U.S. clinical trial data on ORBERA™ showed that within six months, the average person lost 3.1 times the amount of weight as compared with diet and exercise alone. In real numbers, that means patients with ORBERA™ lost an average of 21.8 pounds (10.2 percent of their body weight) after the device had been in place for six months. The clinical trial for ORBERA™ also demonstrated that three months after the device was removed (nine months after device placement), ORBERA™ patients maintained an average weight-loss of 19.4 pounds. During the trial, those patients who participated in a behavior modification program, including diet, exercise and emotional coaching, but did not receive the ORBERA™ balloon, only lost an average of 7 pounds (3.3 percent of their body weight).

Following the procedure, you may experience some discomfort as your stomach gets used to the intragastric balloon. Side effects may include nausea, vomiting and gastric discomfort during the first week. These symptoms can be alleviated with medications and by working with your healthcare provider. These side effects are normal and should be expected.

Reshape image 2
Photo courtesy of ReShape Medical, Inc.

The Reshape™ Dual Balloon is two separate silicone balloons with a silicone tube in the middle. The dual balloon device is inserted into the stomach using an endoscope and filled with saline.

A clinical study, called the REDUCE Pivotal Trial, was performed at eight hospitals in the United States. In that study, patients that had the ReShape™ procedure lost 2.3 times as much weight as patients who only received diet and exercise coaching. In a study of the ReShape™ procedure in commercials used in Europe, ReShape™ patients on average lost 32 pounds and maintained 98 percent of their weight-loss within the first year.

In the clinical study of 265 patients, the most common side effects of the Reshape™ procedure were vomiting, nausea and abdominal pain. These conditions are to be expected as the stomach gets used to the presence of the balloon, and they generally go away after three to five days.
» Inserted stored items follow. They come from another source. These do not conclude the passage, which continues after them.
//! Wiring the author service with and without a pretty printer.
//!
//! Run with `RUST_LOG=lection=debug` to watch the context being built.

use lection::domain::{Author, DomainError, PrinterKind};
use lection::{AppError, AppResult, Settings, bootstrap, find_author, telemetry};

fn main() -> AppResult<()> {
    telemetry::init("lection=info");

    let authors = vec![
        Author::new().with_id(1).with_name("plato"),
        Author::new().with_id(2).with_name("Aristotle"),
    ];

    for printer in [PrinterKind::Capitalize, PrinterKind::None] {
        let settings = Settings {
            pretty_printer: printer,
            authors: authors.clone(),
            ..Settings::default()
        };

        // Repository, optional printer and service, built eagerly
        let context = bootstrap(&settings)?;
        println!("--- printer: {printer:?} ---");
        print!("{}", context.describe());

        for id in [1, 2] {
            let author = find_author(&context, id)?;
            println!("author {id}: {:?}", author.name());
        }

        match find_author(&context, 99) {
            Err(AppError::Domain(err @ DomainError::NotFound { .. })) => println!("author 99: {err}"),
            other => println!("author 99: unexpected {other:?}"),
        }
    }

    Ok(())
}
//! Keyed lookup of entities.
//!
//! [`Repository`] is the capability services depend on.
//! [`InMemoryRepository`] is the implementation the application wires by
//! default; anything else that can find an entity by key fits the same seam.

use std::any::type_name;
use std::collections::HashMap;
use std::fmt::{self, Display};
use std::hash::Hash;

use lection_support::rendering::shorten_type_name;
use parking_lot::RwLock;
use tracing::trace;

use crate::error::{DomainError, DomainResult};

/// Finds entities of type `E` by keys of type `K`.
pub trait Repository<E, K>: Send + Sync {
    /// The entity stored under `id`.
    ///
    /// # Errors
    /// [`DomainError::NotFound`] when nothing is stored under `id`.
    fn find_one(&self, id: &K) -> DomainResult<E>;
}

/// Thread-safe map-backed repository. Lookups hand out clones.
pub struct InMemoryRepository<E, K> {
    entries: RwLock<HashMap<K, E>>,
}

impl<E, K> Default for InMemoryRepository<E, K> {
    fn default() -> Self {
        Self {
            entries: RwLock::new(HashMap::new()),
        }
    }
}

impl<E, K: Hash + Eq> InMemoryRepository<E, K> {
    pub fn new() -> Self {
        Self::default()
    }

    /// A repository pre-filled with `entries`. Later duplicates win.
    pub fn with_entries(entries: impl IntoIterator<Item = (K, E)>) -> Self {
        Self {
            entries: RwLock::new(entries.into_iter().collect()),
        }
    }

    /// Stores `entity` under `id`, returning what was there before.
    pub fn insert(&self, id: K, entity: E) -> Option<E> {
        self.entries.write().insert(id, entity)
    }

    pub fn len(&self) -> usize {
        self.entries.read().len()
    }

    pub fn is_empty(&self) -> bool {
        self.entries.read().is_empty()
    }
}

impl<E, K> Repository<E, K> for InMemoryRepository<E, K>
where
    E: Clone + Send + Sync,
    K: Hash + Eq + Display + Send + Sync,
{
    fn find_one(&self, id: &K) -> DomainResult<E> {
        trace!(entity = type_name::<E>(), %id, "Looking up entity");
        self.entries
            .read()
            .get(id)
            .cloned()
            .ok_or_else(|| DomainError::NotFound {
                entity: shorten_type_name(type_name::<E>()),
                id: id.to_string(),
            })
    }
}

impl<E, K> fmt::Debug for InMemoryRepository<E, K> {
    fn fmt(&self, f: &mut fmt::Formatter<'_>) -> fmt::Result {
        f.debug_struct("InMemoryRepository")
            .field("entity", &shorten_type_name(type_name::<E>()))
            .field("entries", &self.entries.read().len())
            .finish()
    }
}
AspireAssistTM is a weight-loss device option approved by the Food and Drug Administration (FDA). Patients with a BMI between 35 and 55 who have tried to lose weight before may qualify for this device treatment. The device is placed through an outpatient, endoscopic (through your mouth) procedure. The device consists of two components; one implanted inside the patient and one which is used to aspirate following meals.
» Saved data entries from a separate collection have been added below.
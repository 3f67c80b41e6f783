//! Author lookup service.
//!
//! [`AuthorServiceImpl`] composes a [`Repository`] with an optional
//! [`PrettyPrinter`]. Both are fixed at construction.

use std::fmt;
use std::sync::Arc;

use tracing::{debug, instrument};

use crate::author::Author;
use crate::error::{DomainError, DomainResult};
use crate::printer::PrettyPrinter;
use crate::repository::Repository;

/// Repository of authors keyed by their numeric id.
pub type AuthorRepository = Arc<dyn Repository<Author, i64>>;

pub trait AuthorService: Send + Sync {
    /// Looks up an author and prettifies its name when a printer is wired.
    ///
    /// # Errors
    /// Whatever the repository returns, unchanged; usually
    /// [`DomainError::NotFound`].
    fn get_author(&self, author_id: i64) -> DomainResult<Author>;
}

pub struct AuthorServiceImpl {
    repository: AuthorRepository,
    pretty_printer: Option<Arc<dyn PrettyPrinter>>,
}

impl AuthorServiceImpl {
    pub fn new(repository: AuthorRepository, pretty_printer: Option<Arc<dyn PrettyPrinter>>) -> Self {
        Self {
            repository,
            pretty_printer,
        }
    }

    pub fn builder() -> AuthorServiceBuilder {
        AuthorServiceBuilder::default()
    }

    pub fn has_pretty_printer(&self) -> bool {
        self.pretty_printer.is_some()
    }
}

impl AuthorService for AuthorServiceImpl {
    #[instrument(skip(self), level = "debug")]
    fn get_author(&self, author_id: i64) -> DomainResult<Author> {
        let mut author = self.repository.find_one(&author_id)?;

        if let Some(printer) = &self.pretty_printer {
            // absent names stay absent
            if let Some(name) = author.name() {
                let pretty = printer.prettify(name);
                debug!(from = name, to = %pretty, "Prettified author name");
                author.set_name(Some(pretty));
            }
        }

        Ok(author)
    }
}

impl fmt::Debug for AuthorServiceImpl {
    fn fmt(&self, f: &mut fmt::Formatter<'_>) -> fmt::Result {
        f.debug_struct("AuthorServiceImpl")
            .field("pretty_printer", &self.has_pretty_printer())
            .finish_non_exhaustive()
    }
}

/// Assembles an [`AuthorServiceImpl`]; the repository is mandatory.
///
/// ```
/// use lection_domain::service::AuthorServiceImpl;
///
/// let err = AuthorServiceImpl::builder().build().unwrap_err();
/// assert!(err.to_string().contains("repository"));
/// ```
#[derive(Default)]
pub struct AuthorServiceBuilder {
    repository: Option<AuthorRepository>,
    pretty_printer: Option<Arc<dyn PrettyPrinter>>,
}

impl AuthorServiceBuilder {
    pub fn repository(mut self, repository: AuthorRepository) -> Self {
        self.repository = Some(repository);
        self
    }

    pub fn pretty_printer(mut self, printer: Arc<dyn PrettyPrinter>) -> Self {
        self.pretty_printer = Some(printer);
        self
    }

    /// Like [`pretty_printer`](Self::pretty_printer), for a printer that
    /// may not be configured.
    pub fn maybe_pretty_printer(mut self, printer: Option<Arc<dyn PrettyPrinter>>) -> Self {
        self.pretty_printer = printer;
        self
    }

    /// # Errors
    /// [`DomainError::Construction`] when no repository was supplied.
    pub fn build(self) -> DomainResult<AuthorServiceImpl> {
        let repository = self.repository.ok_or(DomainError::Construction {
            component: "AuthorServiceImpl",
            missing: "repository",
        })?;
        Ok(AuthorServiceImpl::new(repository, self.pretty_printer))
    }
}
Weight-loss with AspireAssistTM generally averages 14 percent of total body weight following one year of aspiration and lifestyle therapies. At first weight-loss may be higher, but over time the target average is one to two pounds lost per week. Learning to carefully chew food, drink plenty of water with meals, aspirate on a regular basis and eat a healthier diet are key components to weight-loss success with this device.

After a patient’s goal weight is reached, AspireAssistTM is often left in place for several months to monitor for weight maintenance. Healthcare providers and patients will work together to determine when to remove the device.
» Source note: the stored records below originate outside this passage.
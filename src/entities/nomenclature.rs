//! Nomenclature - a concrete part or assembly in the cost graph

use chrono::{DateTime, Utc};
use serde::{Deserialize, Serialize};

use crate::core::entity::Entity;
use crate::core::identity::{EntityId, EntityPrefix};

/// A concrete buyable or producible item
///
/// `purchase_cost` is the item's own cost. `material_cost` and `total_cost`
/// are derived by the rollup engine and must only be written by it.
#[derive(Debug, Clone, PartialEq, Serialize, Deserialize)]
pub struct Nomenclature {
    pub id: EntityId,

    /// Owning component family
    pub family: EntityId,

    /// Execution name within the family (e.g. "DIN 933 zinc")
    #[serde(default, skip_serializing_if = "Option::is_none")]
    pub name: Option<String>,

    /// Reference code, unique across the catalog when set
    #[serde(default, skip_serializing_if = "Option::is_none")]
    pub code: Option<String>,

    /// Currency code the costs are expressed in
    pub currency: String,

    /// Own cost (latest purchase price)
    #[serde(default)]
    pub purchase_cost: f64,

    /// Sum of BOM line totals
    #[serde(default)]
    pub material_cost: f64,

    /// purchase_cost + material_cost
    #[serde(default)]
    pub total_cost: f64,

    pub created: DateTime<Utc>,
}

impl Nomenclature {
    /// Create a leaf with zero cost in the given family
    pub fn new(family: EntityId, currency: impl Into<String>) -> Self {
        Self {
            id: EntityId::new(Self::PREFIX),
            family,
            name: None,
            code: None,
            currency: currency.into(),
            purchase_cost: 0.0,
            material_cost: 0.0,
            total_cost: 0.0,
            created: Utc::now(),
        }
    }

    pub fn with_name(mut self, name: impl Into<String>) -> Self {
        self.name = Some(name.into());
        self
    }

    pub fn with_code(mut self, code: impl Into<String>) -> Self {
        self.code = Some(code.into());
        self
    }

    /// Set the own cost; a fresh record has no material cost yet
    pub fn with_purchase_cost(mut self, cost: f64) -> Self {
        self.purchase_cost = cost;
        self.total_cost = cost + self.material_cost;
        self
    }

    /// "<family> <name>", or whichever of the two is present
    pub fn fullname(&self, family_name: Option<&str>) -> String {
        match (family_name, self.name.as_deref()) {
            (Some(family), Some(name)) if !family.is_empty() && !name.is_empty() => {
                format!("{} {}", family, name)
            }
            (_, Some(name)) if !name.is_empty() => name.to_string(),
            (Some(family), _) => family.to_string(),
            _ => self.code.clone().unwrap_or_else(|| self.id.to_string()),
        }
    }
}

impl Entity for Nomenclature {
    const PREFIX: EntityPrefix = EntityPrefix::Nom;

    fn id(&self) -> &EntityId {
        &self.id
    }

    fn label(&self) -> String {
        self.code
            .clone()
            .or_else(|| self.name.clone())
            .unwrap_or_else(|| self.id.to_string())
    }
}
How Does AspireAssistTM Work?

Photo courtesy of Health Magazine

AspireAssistTM works by using a tube that leads from your stomach to a port that connects to a companion system which allows for the aspiration of food following meals. The device helps in weight-loss by allowing patients to remove up to 30 percent of the calories they consume at a meal through aspiration. Patients also learn to eat less and make healthier food choices through lifestyle therapy.

Following the outpatient procedure patients may experience abdominal pain or discomfort from the device implantation or nausea and vomiting from the sedation medication. The most common side effect of the device and aspiration therapy is skin irritation at the port site. Other, less common side effects include infection and continued abdominal pain. Fewer than four percent of patients experienced a serious adverse effect that lead to an overnight hospital stay or could lead to serious harm and all we treated with medication or device removal.

Studies have shown AspireAssistTM to be a safe and effective weight-loss device option. When used properly and combined with lifestyle therapy and routine healthcare provider visits, weight-loss was three times higher than with lifestyle modification alone.